If you plan to become a doctor like Rachel Tobin Yale, you are probably already enrolled in an undergraduate program with a major like Pre-Med or Biology.

Towards the end of that program, you will have to take the MCAT as part of your medical school application. It can be intimidating, but you can earn a good score if you properly prepare.

MCAT Basics

MCAT stands for Medical College Admission Test. Medical students have been taking this exam for almost 100 years. The MCAT has four sections that cover your analytical skills as well as your knowledge of chemistry, biology and psychology.

It is a significant part of getting into medical school. If your school application is successful and you excel in school, you could work your way up to being on a Head of School Search Committee.

Logistics of Taking the MCAT

You will typically take the MCAT the same year that you submit your med school application. You have to register to take the test at a designated location. There are usually a few dozen dates to choose from throughout the year.

Plan to block out the whole day to take your test because it is over seven hours long. You should register for the MCAT by the fall of the year you plan to apply to med school because it can take around one month to find out your MCAT score after taking the test.

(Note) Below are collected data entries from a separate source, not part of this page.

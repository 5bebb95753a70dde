//! Query interface for the static nest zones.
//!
//! The geometry itself lives outside the core; behavior and movement only ask
//! the questions below.

use serde::{Deserialize, Serialize};

use crate::agent::Agent;
use crate::species::Species;
use crate::Position;

/// Stable identifier for a nest zone.
#[derive(Debug, Clone, Copy, PartialEq, Eq, Hash, PartialOrd, Ord, Serialize, Deserialize)]
pub struct ZoneId(pub u32);

/// Which species a zone is home to.
#[derive(Debug, Clone, Copy, PartialEq, Eq, Hash, Serialize, Deserialize)]
#[serde(rename_all = "snake_case")]
pub enum NestKind {
    Prey,
    Predator,
    Decomposer,
}

impl NestKind {
    /// Home zone kind for a species.
    #[must_use]
    pub const fn home_of(species: Species) -> Self {
        match species {
            Species::Forager => Self::Prey,
            Species::Predator => Self::Predator,
            Species::Decomposer => Self::Decomposer,
        }
    }
}

/// Circular nest zone.
#[derive(Debug, Clone, Copy, PartialEq, Serialize, Deserialize)]
pub struct Zone {
    pub id: ZoneId,
    pub kind: NestKind,
    pub center: Position,
    pub radius: f32,
}

impl Zone {
    #[must_use]
    pub const fn new(id: ZoneId, kind: NestKind, center: Position, radius: f32) -> Self {
        Self {
            id,
            kind,
            center,
            radius,
        }
    }

    /// True when `position` lies inside or on the zone boundary.
    #[must_use]
    pub fn contains(&self, position: Position) -> bool {
        self.center.distance(position) <= self.radius
    }
}

/// Zone membership, access and collision queries consumed by the core.
pub trait NestGateway: Send + Sync {
    /// Home zone for the agent's species, if the layout has one.
    fn get_nest(&self, agent: &Agent) -> Option<Zone>;

    /// Whether the agent may enter `zone`.
    fn can_enter(&self, agent: &Agent, zone: &Zone) -> bool;

    /// Both agents stand in the same zone and both may enter it.
    fn is_safe_zone(&self, a: &Agent, b: &Agent) -> bool;

    /// Corrects a proposed position so the agent stays out of zones it may not enter.
    fn check_wall_collision(&self, agent: &Agent, x: f32, y: f32) -> Position;

    /// Every zone in the layout.
    fn zones(&self) -> &[Zone];

    /// The agent's home zone when it may enter it and currently stands inside it.
    fn home_if_inside(&self, agent: &Agent) -> Option<Zone> {
        self.get_nest(agent)
            .filter(|zone| self.can_enter(agent, zone) && zone.contains(agent.position))
    }
}

/// Gateway for a world without nests: no homes, no walls, no safe zones.
#[derive(Debug, Default, Clone, Copy)]
pub struct NoNests;

impl NestGateway for NoNests {
    fn get_nest(&self, _agent: &Agent) -> Option<Zone> {
        None
    }

    fn can_enter(&self, _agent: &Agent, _zone: &Zone) -> bool {
        true
    }

    fn is_safe_zone(&self, _a: &Agent, _b: &Agent) -> bool {
        false
    }

    fn check_wall_collision(&self, _agent: &Agent, x: f32, y: f32) -> Position {
        Position::new(x, y)
    }

    fn zones(&self) -> &[Zone] {
        &[]
    }
}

It costs over $300 to register, but the Association of American Medical Colleges (AAMC) may pay for the fee if you meet their financial requirements.

MCAT Scoring System

You can earn a score between 118 and 132 in each section, so your total score will be between 472 and 528. Most people accepted to med school have a score of 510 or better.

However, your MCAT score will only be one component of your application. If your score is lower, you may still be accepted to medical school if the rest of your application is strong.

Getting Ready To Take the Test

Your undergraduate education is the most important part of preparing to take the test. If you took most of the freshman-level science courses at your school, you will have the information you need to score well on the MCAT.

Several test-prep companies can help you brush up on your knowledge and take practice exams for a fee. Some of these resources are also available for free through the AAMC.

You can purchase some MCAT test prep books to supplement your test prep as well. Just make sure that the books you choose were published or updated in the last few years.